- Opening Delimiter -

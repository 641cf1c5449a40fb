//! Status tracking projector: turns a fetched order's coarse status into the
//! customer-facing milestone timeline.
//!
//! [`project`] is a pure function over the order and the current time; it is
//! re-run on every render and nothing here is persisted. Milestone position
//! comes from the one canonical table on
//! [`OrderStatus`](crate::model::OrderStatus), never from per-screen maps.

use chrono::{DateTime, Duration, Utc};
use serde::{Deserialize, Serialize};

use crate::model::{OrderStatus, StageTimestamps, SubmittedOrder};

/// One step on the delivery timeline, in canonical order.
#[derive(Debug, Clone, Copy, PartialEq, Eq, Hash, Serialize, Deserialize)]
#[serde(rename_all = "snake_case")]
pub enum MilestoneKey {
    Scheduled,
    Pickup,
    InCleaning,
    ReadyForDelivery,
    Delivered,
}

/// The canonical milestone ladder.
pub const MILESTONES: [MilestoneKey; 5] = [
    MilestoneKey::Scheduled,
    MilestoneKey::Pickup,
    MilestoneKey::InCleaning,
    MilestoneKey::ReadyForDelivery,
    MilestoneKey::Delivered,
];

impl MilestoneKey {
    pub fn label(self) -> &'static str {
        match self {
            MilestoneKey::Scheduled => "Scheduled",
            MilestoneKey::Pickup => "Pickup",
            MilestoneKey::InCleaning => "In cleaning",
            MilestoneKey::ReadyForDelivery => "Ready for delivery",
            MilestoneKey::Delivered => "Delivered",
        }
    }

    /// Fixed offset from order creation used to estimate this stage's time
    /// when the backend supplies no per-stage timestamp. A presentation
    /// approximation, not history.
    fn estimate_offset(self) -> Duration {
        match self {
            MilestoneKey::Scheduled => Duration::hours(0),
            MilestoneKey::Pickup => Duration::hours(24),
            MilestoneKey::InCleaning => Duration::hours(26),
            MilestoneKey::ReadyForDelivery => Duration::hours(48),
            MilestoneKey::Delivered => Duration::hours(50),
        }
    }

    /// The backend-supplied timestamp for this stage, when present.
    fn recorded_at(self, stages: &StageTimestamps) -> Option<DateTime<Utc>> {
        match self {
            MilestoneKey::Scheduled => stages.scheduled_at,
            MilestoneKey::Pickup => stages.picked_up_at,
            MilestoneKey::InCleaning => stages.cleaning_at,
            MilestoneKey::ReadyForDelivery => stages.ready_at,
            MilestoneKey::Delivered => stages.delivered_at,
        }
    }
}

/// One rendered timeline entry. Only completed milestones carry a timestamp.
/// Derived fresh on every projection, so it only ever serializes outward.
#[derive(Debug, Clone, PartialEq, Serialize)]
pub struct TrackingMilestone {
    pub key: MilestoneKey,
    pub label: &'static str,
    pub completed: bool,
    pub timestamp: Option<DateTime<Utc>>,
}

/// The projected timeline for one order.
#[derive(Debug, Clone, PartialEq)]
pub struct TrackingProjection {
    pub milestones: Vec<TrackingMilestone>,
    /// Terminal, out-of-band state: the timeline is frozen and screens
    /// render the cancellation banner instead of further progress.
    pub cancelled: bool,
    pub status: OrderStatus,
}

impl TrackingProjection {
    /// Number of completed milestones, useful for progress bars.
    pub fn completed_count(&self) -> usize {
        self.milestones.iter().filter(|m| m.completed).count()
    }
}

/// Projects the order's status onto the milestone ladder.
///
/// A status that maps to a later milestone completes all earlier ones. The
/// projection is computed fresh from the current status every time: if the
/// server ever moved a status backwards, the next projection would simply
/// show fewer completed milestones. This is a known edge, not a guaranteed
/// invariant, since there is no client-side mechanism to regress a milestone
/// that was already rendered.
///
/// Timestamps prefer the backend's per-stage times and fall back to
/// `created_at` plus fixed offsets, capped at `now` so an estimate never
/// lands in the future for a stage that has already happened.
pub fn project(order: &SubmittedOrder, now: DateTime<Utc>) -> TrackingProjection {
    let cancelled = order.status == OrderStatus::Cancelled;
    // A cancelled order still reached the scheduled milestone by existing;
    // the coarse status carries no memory of anything later.
    let reached = order.status.milestone_index().unwrap_or(0);
    let stages = order.stage_timestamps.clone().unwrap_or_default();

    let milestones = MILESTONES
        .iter()
        .enumerate()
        .map(|(index, &key)| {
            let completed = if cancelled { index == 0 } else { index <= reached };
            let timestamp = completed.then(|| {
                key.recorded_at(&stages).unwrap_or_else(|| {
                    let estimate = order.created_at + key.estimate_offset();
                    estimate.min(now)
                })
            });
            TrackingMilestone { key, label: key.label(), completed, timestamp }
        })
        .collect();

    TrackingProjection { milestones, cancelled, status: order.status }
}

#[cfg(test)]
mod tests {
    use super::*;
    use crate::model::OrderStatus;
    use chrono::TimeZone;

    fn order(status: OrderStatus) -> SubmittedOrder {
        let created = Utc.with_ymd_and_hms(2026, 3, 1, 8, 0, 0).unwrap();
        SubmittedOrder {
            id: 1,
            uuid: "u-1".into(),
            status,
            items: vec![],
            pickup_address: "Kira Rd".into(),
            delivery_address: "Kira Rd".into(),
            subtotal: 9000,
            tax_amount: 1620,
            total_amount: 10620,
            notes: String::new(),
            tags: vec![],
            created_at: created,
            updated_at: created,
            stage_timestamps: None,
        }
    }

    fn now() -> DateTime<Utc> {
        Utc.with_ymd_and_hms(2026, 3, 4, 12, 0, 0).unwrap()
    }

    #[test]
    fn later_status_completes_all_earlier_milestones() {
        let projection = project(&order(OrderStatus::ReadyForDelivery), now());
        let completed: Vec<bool> = projection.milestones.iter().map(|m| m.completed).collect();
        assert_eq!(completed, vec![true, true, true, true, false]);
    }

    #[test]
    fn completion_is_monotone_across_the_status_ladder() {
        let ladder = ["pending", "PICKUP", "washing", "ready_for_delivery", "delivered"];
        let mut previous = 0;
        for raw in ladder {
            let status: OrderStatus = raw.parse().unwrap();
            let count = project(&order(status), now()).completed_count();
            assert!(count >= previous, "{raw} regressed the timeline");
            previous = count;
        }
        assert_eq!(previous, MILESTONES.len());
    }

    #[test]
    fn only_completed_milestones_carry_timestamps() {
        let projection = project(&order(OrderStatus::PickedUp), now());
        for milestone in &projection.milestones {
            assert_eq!(milestone.completed, milestone.timestamp.is_some());
        }
    }

    #[test]
    fn synthesized_timestamps_never_land_in_the_future() {
        let soon = order(OrderStatus::Delivered).created_at + Duration::hours(1);
        let projection = project(&order(OrderStatus::Delivered), soon);
        for milestone in projection.milestones {
            assert!(milestone.timestamp.unwrap() <= soon);
        }
    }

    #[test]
    fn backend_stage_timestamps_win_over_estimates() {
        let mut o = order(OrderStatus::PickedUp);
        let picked = Utc.with_ymd_and_hms(2026, 3, 1, 10, 30, 0).unwrap();
        o.stage_timestamps = Some(StageTimestamps {
            picked_up_at: Some(picked),
            ..Default::default()
        });

        let projection = project(&o, now());
        let pickup = &projection.milestones[1];
        assert_eq!(pickup.key, MilestoneKey::Pickup);
        assert_eq!(pickup.timestamp, Some(picked));
    }

    #[test]
    fn cancelled_freezes_the_timeline() {
        let projection = project(&order(OrderStatus::Cancelled), now());
        assert!(projection.cancelled);
        assert_eq!(projection.completed_count(), 1);
        assert!(projection.milestones[0].completed);
    }

    #[test]
    fn temporarily_assigned_projects_like_scheduled() {
        let a = project(&order(OrderStatus::TemporarilyAssigned), now());
        let b = project(&order(OrderStatus::Scheduled), now());
        assert_eq!(a.completed_count(), b.completed_count());
        assert_ne!(a.status, b.status);
    }
}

- Closing Delimiter -

## WHAT TO WORK ON
Type the records out again. Match them exactly.

## RESULT FOR THIS TASK
repository 641cf1c5449a40fb
//! Status tracking projector: turns a fetched order's coarse status into the
//! customer-facing milestone timeline.
//!
//! [`project`] is a pure function over the order and the current time; it is
//! re-run on every render and nothing here is persisted. Milestone position
//! comes from the one canonical table on
//! [`OrderStatus`](crate::model::OrderStatus), never from per-screen maps.

use chrono::{DateTime, Duration, Utc};
use serde::{Deserialize, Serialize};

use crate::model::{OrderStatus, StageTimestamps, SubmittedOrder};

/// One step on the delivery timeline, in canonical order.
#[derive(Debug, Clone, Copy, PartialEq, Eq, Hash, Serialize, Deserialize)]
#[serde(rename_all = "snake_case")]
pub enum MilestoneKey {
    Scheduled,
    Pickup,
    InCleaning,
    ReadyForDelivery,
    Delivered,
}

/// The canonical milestone ladder.
pub const MILESTONES: [MilestoneKey; 5] = [
    MilestoneKey::Scheduled,
    MilestoneKey::Pickup,
    MilestoneKey::InCleaning,
    MilestoneKey::ReadyForDelivery,
    MilestoneKey::Delivered,
];

impl MilestoneKey {
    pub fn label(self) -> &'static str {
        match self {
            MilestoneKey::Scheduled => "Scheduled",
            MilestoneKey::Pickup => "Pickup",
            MilestoneKey::InCleaning => "In cleaning",
            MilestoneKey::ReadyForDelivery => "Ready for delivery",
            MilestoneKey::Delivered => "Delivered",
        }
    }

    /// Fixed offset from order creation used to estimate this stage's time
    /// when the backend supplies no per-stage timestamp. A presentation
    /// approximation, not history.
    fn estimate_offset(self) -> Duration {
        match self {
            MilestoneKey::Scheduled => Duration::hours(0),
            MilestoneKey::Pickup => Duration::hours(24),
            MilestoneKey::InCleaning => Duration::hours(26),
            MilestoneKey::ReadyForDelivery => Duration::hours(48),
            MilestoneKey::Delivered => Duration::hours(50),
        }
    }

    /// The backend-supplied timestamp for this stage, when present.
    fn recorded_at(self, stages: &StageTimestamps) -> Option<DateTime<Utc>> {
        match self {
            MilestoneKey::Scheduled => stages.scheduled_at,
            MilestoneKey::Pickup => stages.picked_up_at,
            MilestoneKey::InCleaning => stages.cleaning_at,
            MilestoneKey::ReadyForDelivery => stages.ready_at,
            MilestoneKey::Delivered => stages.delivered_at,
        }
    }
}

/// One rendered timeline entry. Only completed milestones carry a timestamp.
/// Derived fresh on every projection, so it only ever serializes outward.
#[derive(Debug, Clone, PartialEq, Serialize)]
pub struct TrackingMilestone {
    pub key: MilestoneKey,
    pub label: &'static str,
    pub completed: bool,
    pub timestamp: Option<DateTime<Utc>>,
}

/// The projected timeline for one order.
#[derive(Debug, Clone, PartialEq)]
pub struct TrackingProjection {
    pub milestones: Vec<TrackingMilestone>,
    /// Terminal, out-of-band state: the timeline is frozen and screens
    /// render the cancellation banner instead of further progress.
    pub cancelled: bool,
    pub status: OrderStatus,
}

impl TrackingProjection {
    /// Number of completed milestones, useful for progress bars.
    pub fn completed_count(&self) -> usize {
        self.milestones.iter().filter(|m| m.completed).count()
    }
}

/// Projects the order's status onto the milestone ladder.
///
/// A status that maps to a later milestone completes all earlier ones. The
/// projection is computed fresh from the current status every time: if the
/// server ever moved a status backwards, the next projection would simply
/// show fewer completed milestones. This is a known edge, not a guaranteed
/// invariant, since there is no client-side mechanism to regress a milestone
/// that was already rendered.
///
/// Timestamps prefer the backend's per-stage times and fall back to
/// `created_at` plus fixed offsets, capped at `now` so an estimate never
/// lands in the future for a stage that has already happened.
pub fn project(order: &SubmittedOrder, now: DateTime<Utc>) -> TrackingProjection {
    let cancelled = order.status == OrderStatus::Cancelled;
    // A cancelled order still reached the scheduled milestone by existing;
    // the coarse status carries no memory of anything later.
    let reached = order.status.milestone_index().unwrap_or(0);
    let stages = order.stage_timestamps.clone().unwrap_or_default();

    let milestones = MILESTONES
        .iter()
        .enumerate()
        .map(|(index, &key)| {
            let completed = if cancelled { index == 0 } else { index <= reached };
            let timestamp = completed.then(|| {
                key.recorded_at(&stages).unwrap_or_else(|| {
                    let estimate = order.created_at + key.estimate_offset();
                    estimate.min(now)
                })
            });
            TrackingMilestone { key, label: key.label(), completed, timestamp }
        })
        .collect();

    TrackingProjection { milestones, cancelled, status: order.status }
}

#[cfg(test)]
mod tests {
    use super::*;
    use crate::model::OrderStatus;
    use chrono::TimeZone;

    fn order(status: OrderStatus) -> SubmittedOrder {
        let created = Utc.with_ymd_and_hms(2026, 3, 1, 8, 0, 0).unwrap();
        SubmittedOrder {
            id: 1,
            uuid: "u-1".into(),
            status,
            items: vec![],
            pickup_address: "Kira Rd".into(),
            delivery_address: "Kira Rd".into(),
            subtotal: 9000,
            tax_amount: 1620,
            total_amount: 10620,
            notes: String::new(),
            tags: vec![],
            created_at: created,
            updated_at: created,
            stage_timestamps: None,
        }
    }

    fn now() -> DateTime<Utc> {
        Utc.with_ymd_and_hms(2026, 3, 4, 12, 0, 0).unwrap()
    }

    #[test]
    fn later_status_completes_all_earlier_milestones() {
        let projection = project(&order(OrderStatus::ReadyForDelivery), now());
        let completed: Vec<bool> = projection.milestones.iter().map(|m| m.completed).collect();
        assert_eq!(completed, vec![true, true, true, true, false]);
    }

    #[test]
    fn completion_is_monotone_across_the_status_ladder() {
        let ladder = ["pending", "PICKUP", "washing", "ready_for_delivery", "delivered"];
        let mut previous = 0;
        for raw in ladder {
            let status: OrderStatus = raw.parse().unwrap();
            let count = project(&order(status), now()).completed_count();
            assert!(count >= previous, "{raw} regressed the timeline");
            previous = count;
        }
        assert_eq!(previous, MILESTONES.len());
    }

    #[test]
    fn only_completed_milestones_carry_timestamps() {
        let projection = project(&order(OrderStatus::PickedUp), now());
        for milestone in &projection.milestones {
            assert_eq!(milestone.completed, milestone.timestamp.is_some());
        }
    }

    #[test]
    fn synthesized_timestamps_never_land_in_the_future() {
        let soon = order(OrderStatus::Delivered).created_at + Duration::hours(1);
        let projection = project(&order(OrderStatus::Delivered), soon);
        for milestone in projection.milestones {
            assert!(milestone.timestamp.unwrap() <= soon);
        }
    }

    #[test]
    fn backend_stage_timestamps_win_over_estimates() {
        let mut o = order(OrderStatus::PickedUp);
        let picked = Utc.with_ymd_and_hms(2026, 3, 1, 10, 30, 0).unwrap();
        o.stage_timestamps = Some(StageTimestamps {
            picked_up_at: Some(picked),
            ..Default::default()
        });

        let projection = project(&o, now());
        let pickup = &projection.milestones[1];
        assert_eq!(pickup.key, MilestoneKey::Pickup);
        assert_eq!(pickup.timestamp, Some(picked));
    }

    #[test]
    fn cancelled_freezes_the_timeline() {
        let projection = project(&order(OrderStatus::Cancelled), now());
        assert!(projection.cancelled);
        assert_eq!(projection.completed_count(), 1);
        assert!(projection.milestones[0].completed);
    }

    #[test]
    fn temporarily_assigned_projects_like_scheduled() {
        let a = project(&order(OrderStatus::TemporarilyAssigned), now());
        let b = project(&order(OrderStatus::Scheduled), now());
        assert_eq!(a.completed_count(), b.completed_count());
        assert_ne!(a.status, b.status);
    }
}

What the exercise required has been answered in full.